The Children’s Room: Deep cleaning

The children’s room – Deep cleaning

Deep cleaning in the children’s rooms is something that a parent just has to face. Children are unable to complete all of the tasks their selves. When you help, you are showing them how to clean and how much time it really takes allowing them to learn more about how they need to keep their rooms clean daily and weekly so that all of you don’t have to face these deep cleaning days in their room while the sun is shining outside!

First, you will need to start once again with the ceiling and the walls. Children spend more time in their rooms than adults sometimes do, so you may find writing on the walls, fingerprints everywhere and we really don’t want to ask what that stuff is on the windows!

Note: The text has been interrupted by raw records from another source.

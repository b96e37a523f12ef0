use crate::encoding::ResultEncoder;
use crate::prelude::{FilterConfig, LineDiagnostic, StreamKind};
use crate::processing::matcher::{MatchDecision, Matcher};
use crate::processing::time_base::TimeBase;
use crate::streams::{MeasurementLine, PositionFix};
use crate::telemetry::{LogManager, MetricsRecorder};
use chrono::NaiveDateTime;
use serde::Serialize;

/// A sweep annotated with the fix nearest to it in time.
#[derive(Debug, Clone, PartialEq, Serialize)]
pub struct MatchedObservation {
    /// Latitude, longitude, altitude of the matched fix.
    pub coords: (f64, f64, f64),
    /// Timestamp of the matched fix.
    pub timestamp_abs: NaiveDateTime,
    /// Origin plus the sweep's relative time.
    pub measured_at: NaiveDateTime,
    pub relative_time: f64,
    pub freq_min: i64,
    pub freq_max: i64,
    /// Samples strictly above the power threshold; never empty.
    pub powers: Vec<f64>,
    /// Source line in the measurement log.
    pub line_number: usize,
}

/// Outcome of running one measurement line through the predicates.
#[derive(Debug, Clone, PartialEq)]
pub enum Verdict {
    Accepted(MatchedObservation),
    BelowPowerThreshold,
    OutOfTolerance,
    OutOfBand,
    Malformed(LineDiagnostic),
}

/// Applies power, time and band predicates to individual sweeps.
///
/// Holds only shared references so lines can be evaluated from several
/// threads at once.
#[derive(Debug, Clone, Copy)]
pub struct SweepFilter<'a> {
    pub filter: &'a FilterConfig,
    pub time_base: &'a TimeBase,
    pub matcher: &'a Matcher,
    pub fixes: &'a [PositionFix],
}

impl<'a> SweepFilter<'a> {
    pub fn evaluate(&self, line: &MeasurementLine) -> Verdict {
        let record = match line.record() {
            Ok(record) => record,
            Err(error) => {
                return Verdict::Malformed(LineDiagnostic::new(
                    StreamKind::Measurement,
                    line.number,
                    &line.raw,
                    error,
                ))
            }
        };

        // Thresholding first spares the fix search for sweeps with nothing left.
        let powers = self.filter.retain_powers(&record.powers);
        if powers.is_empty() {
            return Verdict::BelowPowerThreshold;
        }

        let relative_time = self.time_base.relative_time(record.time_rel);
        let fix = match self.matcher.locate(relative_time) {
            Some(MatchDecision::Accepted { fix_index, .. }) => match self.fixes.get(fix_index) {
                Some(fix) => fix,
                None => return Verdict::OutOfTolerance,
            },
            _ => return Verdict::OutOfTolerance,
        };

        if !self.filter.accepts_band(record.freq_min, record.freq_max) {
            return Verdict::OutOfBand;
        }

        Verdict::Accepted(MatchedObservation {
            coords: fix.coords(),
            timestamp_abs: fix.timestamp_abs,
            measured_at: self
                .time_base
                .measured_at(relative_time)
                .unwrap_or(fix.timestamp_abs),
            relative_time,
            freq_min: record.freq_min,
            freq_max: record.freq_max,
            powers,
            line_number: line.number,
        })
    }
}

/// Folds verdicts, in input order, into the output collection.
#[derive(Debug, Default)]
pub struct Aggregator {
    observations: Vec<MatchedObservation>,
    encoded: Vec<String>,
    diagnostics: Vec<LineDiagnostic>,
    metrics: MetricsRecorder,
    logger: LogManager,
}

impl Aggregator {
    pub fn new() -> Self {
        Self::default()
    }

    pub fn push(&mut self, verdict: Verdict) {
        self.metrics.record_verdict(&verdict);
        match verdict {
            Verdict::Accepted(observation) => {
                self.encoded.push(ResultEncoder::encode(&observation));
                self.observations.push(observation);
            }
            Verdict::Malformed(diagnostic) => {
                self.logger.skipped(&diagnostic);
                self.diagnostics.push(diagnostic);
            }
            Verdict::BelowPowerThreshold | Verdict::OutOfTolerance | Verdict::OutOfBand => {}
        }
    }

    pub fn matches(&self) -> usize {
        self.observations.len()
    }

    pub fn finish(self) -> AggregatedSweeps {
        AggregatedSweeps {
            observations: self.observations,
            encoded: self.encoded,
            diagnostics: self.diagnostics,
            metrics: self.metrics,
        }
    }
}

/// Everything the aggregator collected over one pass.
#[derive(Debug)]
pub struct AggregatedSweeps {
    pub observations: Vec<MatchedObservation>,
    pub encoded: Vec<String>,
    pub diagnostics: Vec<LineDiagnostic>,
    pub metrics: MetricsRecorder,
}

#[cfg(test)]
mod tests {
    use super::*;
    use crate::prelude::{default_reference_date, EngineOptions};
    use crate::streams::position::tests::gps_line;
    use crate::streams::{MeasurementStream, PositionStream};

    struct Fixture {
        positions: PositionStream,
        time_base: TimeBase,
        matcher: Matcher,
        filter: FilterConfig,
    }

    fn fixture() -> Fixture {
        let text = [
            gps_line(0, 3, 10.0, 20.0, 30.0),
            gps_line(1_000_000, 3, 11.0, 21.0, 31.0),
        ]
        .join("\n");
        let positions = PositionStream::parse(&text, default_reference_date());
        let time_base = TimeBase::resolve(&positions, &MeasurementStream::parse("1:1:1:1"))
            .unwrap()
            .time_base;
        let matcher = Matcher::new(&positions, &EngineOptions::default());
        Fixture {
            positions,
            time_base,
            matcher,
            filter: FilterConfig::new(100, 200, -50.0).unwrap(),
        }
    }

    fn evaluate(fixture: &Fixture, raw: &str) -> Verdict {
        let sweep = SweepFilter {
            filter: &fixture.filter,
            time_base: &fixture.time_base,
            matcher: &fixture.matcher,
            fixes: &fixture.positions.fixes,
        };
        sweep.evaluate(&MeasurementLine {
            number: 7,
            raw: raw.to_string(),
        })
    }

    #[test]
    fn accepted_sweep_keeps_only_powers_above_threshold() {
        let fixture = fixture();
        let verdict = evaluate(&fixture, "2:0100:0200: -50.0 -49.5 -70 -10");
        let Verdict::Accepted(observation) = verdict else {
            panic!("expected a match");
        };
        assert_eq!(observation.powers, vec![-49.5, -10.0]);
        assert_eq!(observation.coords, (11.0, 21.0, 31.0));
        assert_eq!(observation.relative_time, 1.0);
        assert_eq!(observation.line_number, 7);
    }

    #[test]
    fn straddling_band_is_rejected() {
        let fixture = fixture();
        assert_eq!(evaluate(&fixture, "1:150:250:0"), Verdict::OutOfBand);
        assert_eq!(evaluate(&fixture, "1:50:150:0"), Verdict::OutOfBand);
    }

    #[test]
    fn all_powers_at_threshold_drop_the_sweep() {
        let fixture = fixture();
        assert_eq!(evaluate(&fixture, "1:100:200:-50 -50.0"), Verdict::BelowPowerThreshold);
    }

    #[test]
    fn distant_sweeps_are_out_of_tolerance() {
        let fixture = fixture();
        assert_eq!(evaluate(&fixture, "3.5:100:200:0"), Verdict::OutOfTolerance);
    }

    #[test]
    fn matcher_from_a_longer_stream_does_not_index_past_fixes() {
        let fixture = fixture();
        let sweep = SweepFilter {
            filter: &fixture.filter,
            time_base: &fixture.time_base,
            matcher: &fixture.matcher,
            fixes: &fixture.positions.fixes[..1],
        };
        let line = MeasurementLine {
            number: 1,
            raw: "2:100:200:0".to_string(),
        };
        assert_eq!(sweep.evaluate(&line), Verdict::OutOfTolerance);
    }

    #[test]
    fn aggregator_counts_and_encodes_in_order() {
        let fixture = fixture();
        let mut aggregator = Aggregator::new();
        for raw in ["1:100:200:1", "junk", "1.5:100:150:2 3", "9:100:200:1"] {
            aggregator.push(evaluate(&fixture, raw));
        }
        assert_eq!(aggregator.matches(), 2);
        let collected = aggregator.finish();
        assert_eq!(
            collected.encoded,
            vec!["0.000:0100:0200: 1.0\n", "0.500:0100:0150: 2.0 3.0\n"]
        );
        assert_eq!(collected.diagnostics.len(), 1);
        let summary = collected.metrics.snapshot();
        assert_eq!(summary.matches, 2);
        assert_eq!(summary.malformed_lines, 1);
        assert_eq!(summary.out_of_tolerance, 1);
    }
}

Cleaning paneling or wood in the children’s room with polish or oil adds moisture back to the wood that it could be lacking. Two or three times a year, at least, you will need to polish the wood and paneling in the room so it doesn’t dry out and start looking cracked. 

Drywall and plaster can be washed down with water and soap, bleach and soap or any other type of your favorite cleaners.  You are going to be washing dust from the ceilings and grime from the walls, nothing too difficult as you might have in the kitchen, but you will make it all shine by the time you are done!

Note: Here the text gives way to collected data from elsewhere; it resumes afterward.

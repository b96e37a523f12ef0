use crate::prelude::LineError;
use serde::Serialize;

const MIN_SWEEP_FIELDS: usize = 4;

/// One relative-time spectral power sample spanning a frequency band.
#[derive(Debug, Clone, PartialEq, Serialize)]
pub struct SweepRecord {
    pub time_rel: f64,
    pub freq_min: i64,
    pub freq_max: i64,
    pub powers: Vec<f64>,
}

impl SweepRecord {
    /// Parses `<time>:<freqMin>:<freqMax>:<powers...>`.
    ///
    /// Powers come from the fourth field only; anything after a further
    /// colon is ignored.
    pub fn parse(line: &str) -> Result<Self, LineError> {
        let fields = split_fields(line)?;
        let time_rel = parse_number(fields[0], "time")?;
        let freq_min = parse_number(fields[1], "freq_min")?;
        let freq_max = parse_number(fields[2], "freq_max")?;
        let powers = fields[3]
            .split_whitespace()
            .map(|token| parse_number(token, "power"))
            .collect::<Result<Vec<f64>, _>>()?;

        Ok(Self {
            time_rel,
            freq_min,
            freq_max,
            powers,
        })
    }
}

/// A raw measurement line, kept whole so records can be re-indexed later.
#[derive(Debug, Clone, PartialEq)]
pub struct MeasurementLine {
    /// 1-based position in the source text.
    pub number: usize,
    pub raw: String,
}

impl MeasurementLine {
    /// Reads only the leading time field, which is all the time base needs.
    pub fn time(&self) -> Result<f64, LineError> {
        let fields = split_fields(&self.raw)?;
        parse_number(fields[0], "time")
    }

    pub fn record(&self) -> Result<SweepRecord, LineError> {
        SweepRecord::parse(&self.raw)
    }
}

/// Every line of a measurement log in source order.
#[derive(Debug, Clone, Default)]
pub struct MeasurementStream {
    pub lines: Vec<MeasurementLine>,
}

impl MeasurementStream {
    pub fn parse(text: &str) -> Self {
        let lines = text
            .lines()
            .enumerate()
            .map(|(index, raw)| MeasurementLine {
                number: index + 1,
                raw: raw.to_string(),
            })
            .collect();
        Self { lines }
    }

    pub fn len(&self) -> usize {
        self.lines.len()
    }

    pub fn is_empty(&self) -> bool {
        self.lines.is_empty()
    }
}

fn split_fields(line: &str) -> Result<Vec<&str>, LineError> {
    let fields: Vec<&str> = line.trim().split(':').collect();
    if fields.len() < MIN_SWEEP_FIELDS {
        return Err(LineError::TooFewFields {
            expected: MIN_SWEEP_FIELDS,
            found: fields.len(),
        });
    }
    Ok(fields)
}

fn parse_number<T: std::str::FromStr>(raw: &str, field: &'static str) -> Result<T, LineError> {
    let trimmed = raw.trim();
    trimmed.parse().map_err(|_| LineError::InvalidNumber {
        field,
        value: trimmed.to_string(),
    })
}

You will need to wipe down and wipe off light fixtures, switches and outlets while you are cleaning. Windows can be cleaned with your favorite window cleaner such as Windex, vinegar, or even just soapy water to get all the marks off. 

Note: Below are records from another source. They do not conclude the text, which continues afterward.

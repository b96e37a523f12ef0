//! Line-oriented text form of matched observations.
//!
//! Each observation becomes `{relative:.3}:{freq_min:04}:{freq_max:04}: {powers}`
//! with powers printed to one decimal. The output parses back as a
//! measurement log line.

use crate::prelude::FilterConfig;
use crate::processing::filter::MatchedObservation;

pub const FILTERED_FILE_SUFFIX: &str = "_filtered.data";

pub struct ResultEncoder;

impl ResultEncoder {
    /// Encodes one observation, newline included.
    pub fn encode(observation: &MatchedObservation) -> String {
        Self::encode_parts(
            observation.relative_time,
            observation.freq_min,
            observation.freq_max,
            &observation.powers,
        )
    }

    pub fn encode_parts(relative_time: f64, freq_min: i64, freq_max: i64, powers: &[f64]) -> String {
        let powers = powers
            .iter()
            .map(|p| format!("{:.1}", p))
            .collect::<Vec<_>>()
            .join(" ");
        format!(
            "{:.3}:{:04}:{:04}: {}\n",
            relative_time, freq_min, freq_max, powers
        )
    }

    pub fn encode_all(observations: &[MatchedObservation]) -> String {
        observations.iter().map(Self::encode).collect()
    }

    /// Filename stem naming the filter that produced a result set.
    pub fn base_filename(filter: &FilterConfig) -> String {
        format!(
            "filtered_data_minfreq-{}_maxfreq-{}_minpower-{:.2}",
            filter.min_frequency, filter.max_frequency, filter.min_power_db
        )
    }

    pub fn data_filename(filter: &FilterConfig) -> String {
        format!("{}{}", Self::base_filename(filter), FILTERED_FILE_SUFFIX)
    }
}

#[cfg(test)]
mod tests {
    use super::*;
    use crate::streams::SweepRecord;

    #[test]
    fn encodes_with_padding_and_fixed_precision() {
        let line = ResultEncoder::encode_parts(1.23456, 95, 1200, &[-40.04, 3.0]);
        assert_eq!(line, "1.235:0095:1200: -40.0 3.0\n");
    }

    #[test]
    fn encoded_line_parses_as_a_sweep() {
        let line = ResultEncoder::encode_parts(12.0, 433, 434, &[-61.26, -58.71]);
        let record = SweepRecord::parse(&line).unwrap();
        assert_eq!(record.freq_min, 433);
        assert_eq!(record.freq_max, 434);
        assert_eq!(record.powers, vec![-61.3, -58.7]);
        assert_eq!(record.time_rel, 12.0);
    }

    #[test]
    fn filenames_carry_the_filter() {
        let filter = FilterConfig::new(400, 450, -60.5).unwrap();
        assert_eq!(
            ResultEncoder::base_filename(&filter),
            "filtered_data_minfreq-400_maxfreq-450_minpower--60.50"
        );
        assert_eq!(
            ResultEncoder::data_filename(&filter),
            "filtered_data_minfreq-400_maxfreq-450_minpower--60.50_filtered.data"
        );
    }
}
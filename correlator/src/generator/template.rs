use geosweep::ResultEncoder;

/// One `GPS` log line with the 15 comma-separated fields the parser expects.
pub fn gps_line(time_us: i64, status: i64, lat: f64, lon: f64, alt: f64) -> String {
    let week_ms = time_us / 1_000;
    format!(
        "GPS, {}, {}, {}, 14, 2279, 0.74, 1, {:.7}, {:.7}, {:.2}, 0.12, 87.4, -0.05, 1",
        time_us, week_ms, status, lat, lon, alt
    )
}

/// One sweep line in the same encoding the result encoder emits.
pub fn sweep_line(time_rel: f64, freq_min: i64, freq_max: i64, powers: &[f64]) -> String {
    ResultEncoder::encode_parts(time_rel, freq_min, freq_max, powers)
}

Cleaning the blinds by soaking them in the tub, and washing the curtains or drapes will be needed as well.   You can save money if you wash your curtains or drapes in the washer on the gentle or delicate cycle. If your drapes do state dry cleaning only, you should take them to the dry cleaners for the best results.

Therefore, now you are left with the floor, the dressers, and the bed.

The mattress in a child’s room can sometimes be pee stained or not. Cleaning pee stains with hot soapy water, vinegar, and water, or bleach and water will help bring out that stain, and the odor.

When the mattress is dry, sweeping the entire mattress, and flipping it and doing the same thing on the other side keeps dander, pet hair, and dust to a minimum. This is only something that you only have to do about twice a year, but it is going to keep your home gleaming clean.

When you were organizing the room, you should have been able to get your child to go through all their clothes and pitch out what was too small for them and what they do not wear anymore. Now that you are cleaning out the dresser, polishing the dresser, and fixing anything (like handles, scratches or cracks) on the dresser, it is a good time to do more if you stopped earlier.

Taking out all the dresser drawers, you can tighten the handles, and fix anything that might need a touch of glue or stained. Polishing the top and the side of the dresser with a good deep cleaning oil would be best now. Have your child fold and put everything back in the drawers for a good fit and an organized dresser once again. Who knows, maybe you were able to get rid of a few more things by taking everything out of the dresser once again.

The flooring in the child’s room is going to be one of the last things that you do because now you are finished cleaning and cleaning out everything else in the room. If you were to do the flooring first, it is possible that you could have tracked more dirt in and dropped dust and dirt from items you were cleaning. 

You will really only need to scrub the carpet in the children’s rooms two or three times a year, as you would your own. A fresh clean carpet is easier to maintain in the end and will leave your home smelling great.